Task brief: Lift out each line of the data that holds "const".

Data in this exercise:
↓↓↓

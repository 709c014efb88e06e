//! Socket state shared by every transport.
//!
//! # Responsibilities
//! - Identify sockets and track their state (Listening/Connecting → Active → Closing → Closed)
//! - Hold the read callback, read timer and keepalive flag
//! - Issue handles and recycle their payloads
//! - Close once, then finish once the driver task is gone
//!
//! Sockets live in the manager's arena keyed by [`SocketId`]; children name
//! their parent by id only.

use std::net::SocketAddr;
use std::sync::atomic::{AtomicU64, AtomicU8, AtomicUsize, Ordering};
use std::sync::{Arc, Mutex, MutexGuard};
use std::time::Duration;

use bytes::Bytes;
use tokio::sync::{mpsc, watch, Notify};
use tokio::time::Instant;

use crate::error::NetError;
use crate::manager::Core;
use crate::net::handle::{Handle, HandleData, RecvCb, Reply, SendCompletion};
use crate::net::http::client::ClientSession;
use crate::net::quota::QuotaPermit;
use crate::net::stream::WriteRequest;
use crate::net::{http, stream, udp};
use crate::observability::StatCounter;

/// Maximum number of message handles a server DNS connection may have
/// outstanding before it stops reading from the socket.
pub(crate) const STREAM_CLIENTS_PER_CONN: usize = 23;

/// Upper bound on recycled handle payloads kept per socket.
const HANDLE_POOL_LIMIT: usize = 64;

static SOCKET_ID_COUNTER: AtomicU64 = AtomicU64::new(1);

/// Unique identifier for a socket.
#[derive(Debug, Clone, Copy, PartialEq, Eq, Hash)]
pub struct SocketId(u64);

impl SocketId {
    pub(crate) fn new() -> Self {
        Self(SOCKET_ID_COUNTER.fetch_add(1, Ordering::Relaxed))
    }

    pub fn as_u64(&self) -> u64 {
        self.0
    }
}

impl std::fmt::Display for SocketId {
    fn fmt(&self, f: &mut std::fmt::Formatter<'_>) -> std::fmt::Result {
        write!(f, "sock-{}", self.0)
    }
}

/// Transport kind of a socket.
#[derive(Debug, Clone, Copy, PartialEq, Eq, Hash)]
pub enum SocketKind {
    Udp,
    Tcp,
    Tls,
    TcpDns,
    TlsDns,
    Http,
}
//! Shared helpers for the integration tests.

#![allow(dead_code)]

use std::io::{Read, Write};
use std::net::{SocketAddr, TcpStream};
use std::path::PathBuf;
use std::sync::mpsc;
use std::time::{Duration, Instant};

use netmgr::{Handle, Manager, NetError, TlsContext};

/// Upper bound for anything a test waits on.
pub const WAIT: Duration = Duration::from_secs(5);

pub fn localhost() -> SocketAddr {
    "127.0.0.1:0".parse().unwrap()
}

pub fn manager(workers: usize) -> Manager {
    Manager::new(workers).unwrap()
}

/// Poll `f` until it holds or `timeout` passes.
pub fn wait_until(timeout: Duration, mut f: impl FnMut() -> bool) -> bool {
    let deadline = Instant::now() + timeout;
    while Instant::now() < deadline {
        if f() {
            return true;
        }
        std::thread::sleep(Duration::from_millis(5));
    }
    f()
}

pub fn fixture(name: &str) -> PathBuf {
    PathBuf::from(env!("CARGO_MANIFEST_DIR"))
        .join("tests/fixtures")
        .join(name)
}

pub fn server_tls() -> TlsContext {
    TlsContext::server_from_files(&fixture("cert.pem"), &fixture("key.pem")).unwrap()
}

pub fn client_tls() -> TlsContext {
    TlsContext::client_from_ca_file(&fixture("ca.pem")).unwrap()
}

/// Receive callback that answers every message with itself.
pub fn echo(handle: &Handle, result: netmgr::Result<&[u8]>) {
    if let Ok(data) = result {
        handle.send(data.to_vec(), |_, _| {});
    }
}

/// Turn a callback-style connect into a blocking call.
pub fn connect(start: impl FnOnce(Box<dyn FnOnce(netmgr::Result<Handle>) + Send>)) -> netmgr::Result<Handle> {
    let (tx, rx) = mpsc::channel();
    start(Box::new(move |result| {
        let _ = tx.send(result);
    }));
    rx.recv_timeout(WAIT).expect("connect callback never ran")
}

/// Read callback that forwards every result to a channel.
pub fn collect(handle: &Handle) -> mpsc::Receiver<netmgr::Result<Vec<u8>>> {
    let (tx, rx) = mpsc::channel();
    handle.read(move |_, result| {
        let _ = tx.send(result.map(<[u8]>::to_vec));
    });
    rx
}

/// Send and wait for the completion.
pub fn send_sync(handle: &Handle, data: &[u8]) -> netmgr::Result<()> {
    let (tx, rx) = mpsc::channel();
    handle.send(data.to_vec(), move |_, result| {
        let _ = tx.send(result);
    });
    rx.recv_timeout(WAIT).unwrap_or(Err(NetError::TimedOut))
}

/// Write one length-prefixed DNS message on a plain socket.
pub fn write_frame(stream: &mut TcpStream, payload: &[u8]) {
    let frame = netmgr::net::encode_frame(payload).unwrap();
    stream.write_all(&frame).unwrap();
}

/// Read one length-prefixed DNS message from a plain socket.
pub fn read_frame(stream: &mut TcpStream) -> std::io::Result<Vec<u8>> {
    let mut len = [0u8; 2];
    stream.read_exact(&mut len)?;
    let mut payload = vec![0u8; u16::from_be_bytes(len) as usize];
    stream.read_exact(&mut payload)?;
    Ok(payload)
}

pub fn blocking_stream(addr: SocketAddr) -> TcpStream {
    let stream = TcpStream::connect(addr).unwrap();
    stream.set_read_timeout(Some(WAIT)).unwrap();
    stream
}
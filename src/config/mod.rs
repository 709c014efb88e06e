//! Configuration management subsystem.
//!
//! # Data Flow
//! ```text
//! config file (TOML)
//!     → loader.rs (parse & deserialize)
//!     → validation.rs (semantic checks)
//!     → NetmgrConfig (validated, immutable)
//!     → lifecycle::startup builds the manager and listeners from it
//!
//! On reload (file change or SIGHUP):
//!     watcher.rs detects change
//!     → loader.rs loads new config
//!     → validation.rs validates
//!     → manager paused, settings applied, manager resumed
//! ```
//!
//! # Design Decisions
//! - Only manager settings (timeouts, buffers, max_udp) and quota limits
//!   are reloadable; listener changes need a restart
//! - All fields have defaults to allow minimal configs
//! - Validation separates syntactic (serde) from semantic checks

pub mod loader;
pub mod schema;
pub mod validation;
pub mod watcher;

pub use loader::{load_config, ConfigError};
pub use schema::{ListenerConfig, ListenerKind, NetmgrConfig};
//! UDP listener and client behaviour.

use std::net::UdpSocket;
use std::sync::atomic::{AtomicUsize, Ordering};
use std::sync::Arc;
use std::time::Duration;

use netmgr::net::SocketState;
use netmgr::{NetError, SocketKind};

mod common;
use common::{localhost, WAIT};

fn peer() -> UdpSocket {
    let socket = UdpSocket::bind(localhost()).unwrap();
    socket.set_read_timeout(Some(Duration::from_millis(300))).unwrap();
    socket
}

#[test]
fn listener_echoes_datagrams() {
    let mgr = common::manager(2);
    let listener = mgr.listen_udp(localhost(), common::echo).unwrap();
    assert_eq!(listener.kind(), SocketKind::Udp);

    let client = peer();
    client.set_read_timeout(Some(WAIT)).unwrap();
    for message in [&b"first"[..], b"second"] {
        client.send_to(message, listener.local_addr()).unwrap();
        let mut buf = [0u8; 64];
        let (n, from) = client.recv_from(&mut buf).unwrap();
        assert_eq!(&buf[..n], message);
        assert_eq!(from, listener.local_addr());
    }

    listener.stop_listening();
    assert!(common::wait_until(WAIT, || mgr.socket_count() == 0));
    mgr.destroy();
}

#[test]
fn oversized_datagrams_are_dropped() {
    let mgr = common::manager(1);
    mgr.set_max_udp(64);
    let listener = mgr.listen_udp(localhost(), common::echo).unwrap();

    let client = peer();
    client.send_to(&[0u8; 100], listener.local_addr()).unwrap();
    let mut buf = [0u8; 256];
    assert!(client.recv_from(&mut buf).is_err());

    client.send_to(&[1u8; 10], listener.local_addr()).unwrap();
    client.set_read_timeout(Some(WAIT)).unwrap();
    let (n, _) = client.recv_from(&mut buf).unwrap();
    assert_eq!(n, 10);

    mgr.destroy();
}

#[test]
fn request_handles_leave_the_listener_alone() {
    let mgr = common::manager(1);
    let armed = Arc::new(AtomicUsize::new(0));
    let seen = armed.clone();
    let listener = mgr
        .listen_udp(localhost(), move |handle, result| {
            let Ok(data) = result else { return };
            handle.set_timeout(Duration::from_millis(50));
            if handle.timer_running() {
                seen.fetch_add(1, Ordering::SeqCst);
            }
            handle.pause_read();
            handle.cancel_read();
            handle.read(|_, _| {});
            handle.send(data.to_vec(), |_, _| {});
        })
        .unwrap();

    let client = peer();
    client.set_read_timeout(Some(WAIT)).unwrap();
    let mut buf = [0u8; 64];
    for message in [&b"one"[..], b"two"] {
        client.send_to(message, listener.local_addr()).unwrap();
        let (n, _) = client.recv_from(&mut buf).unwrap();
        assert_eq!(&buf[..n], message);
        // Outlive the timeout set from the callback.
        std::thread::sleep(Duration::from_millis(300));
    }

    assert_eq!(armed.load(Ordering::SeqCst), 0);
    assert_eq!(listener.state(), SocketState::Listening);
    assert_eq!(mgr.socket_count(), 2);

    listener.stop_listening();
    assert!(common::wait_until(WAIT, || mgr.socket_count() == 0));
    mgr.destroy();
}

#[test]
fn connected_socket_reads_one_reply() {
    let mgr = common::manager(1);
    let server = peer();
    server.set_read_timeout(Some(WAIT)).unwrap();
    let server_addr = server.local_addr().unwrap();

    let handle = common::connect(|cb| mgr.udp_connect(localhost(), server_addr, cb, WAIT)).unwrap();
    assert!(!handle.is_stream());
    assert_eq!(handle.peer_addr(), server_addr);

    let replies = common::collect(&handle);
    common::send_sync(&handle, b"query").unwrap();

    let mut buf = [0u8; 64];
    let (n, from) = server.recv_from(&mut buf).unwrap();
    assert_eq!(&buf[..n], b"query");
    server.send_to(b"answer", from).unwrap();

    assert_eq!(replies.recv_timeout(WAIT).unwrap().unwrap(), b"answer");

    drop(handle);
    assert!(common::wait_until(WAIT, || mgr.socket_count() == 0));
    mgr.destroy();
}

#[test]
fn read_timeout_is_reported_once() {
    let mgr = common::manager(1);
    let silent = peer();

    let handle = common::connect(|cb| {
        mgr.udp_connect(localhost(), silent.local_addr().unwrap(), cb, Duration::from_millis(100))
    })
    .unwrap();
    let results = common::collect(&handle);

    assert_eq!(results.recv_timeout(WAIT).unwrap(), Err(NetError::TimedOut));
    assert!(results.recv_timeout(Duration::from_millis(300)).is_err());
    assert!(!handle.timer_running());

    drop(handle);
    mgr.destroy();
}

#[test]
fn paused_manager_delivers_nothing() {
    let mgr = common::manager(2);
    let seen = Arc::new(AtomicUsize::new(0));
    let counter = seen.clone();
    let listener = mgr
        .listen_udp(localhost(), move |_, result| {
            if result.is_ok() {
                counter.fetch_add(1, Ordering::SeqCst);
            }
        })
        .unwrap();

    mgr.pause();
    let client = peer();
    client.send_to(b"while paused", listener.local_addr()).unwrap();
    std::thread::sleep(Duration::from_millis(200));
    assert_eq!(seen.load(Ordering::SeqCst), 0);

    mgr.resume();
    assert!(common::wait_until(WAIT, || seen.load(Ordering::SeqCst) == 1));

    mgr.destroy();
}

#[test]
fn shutdown_cancels_active_reads() {
    let mgr = common::manager(1);
    let silent = peer();
    let handle = common::connect(|cb| {
        mgr.udp_connect(localhost(), silent.local_addr().unwrap(), cb, Duration::from_secs(60))
    })
    .unwrap();
    let results = common::collect(&handle);

    mgr.destroy();
    assert_eq!(results.recv_timeout(WAIT).unwrap(), Err(NetError::ShuttingDown));
    drop(handle);
}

↑↑↑

Output of the task:
pub(crate) const STREAM_CLIENTS_PER_CONN: usize = 23;
const HANDLE_POOL_LIMIT: usize = 64;
pub const WAIT: Duration = Duration::from_secs(5);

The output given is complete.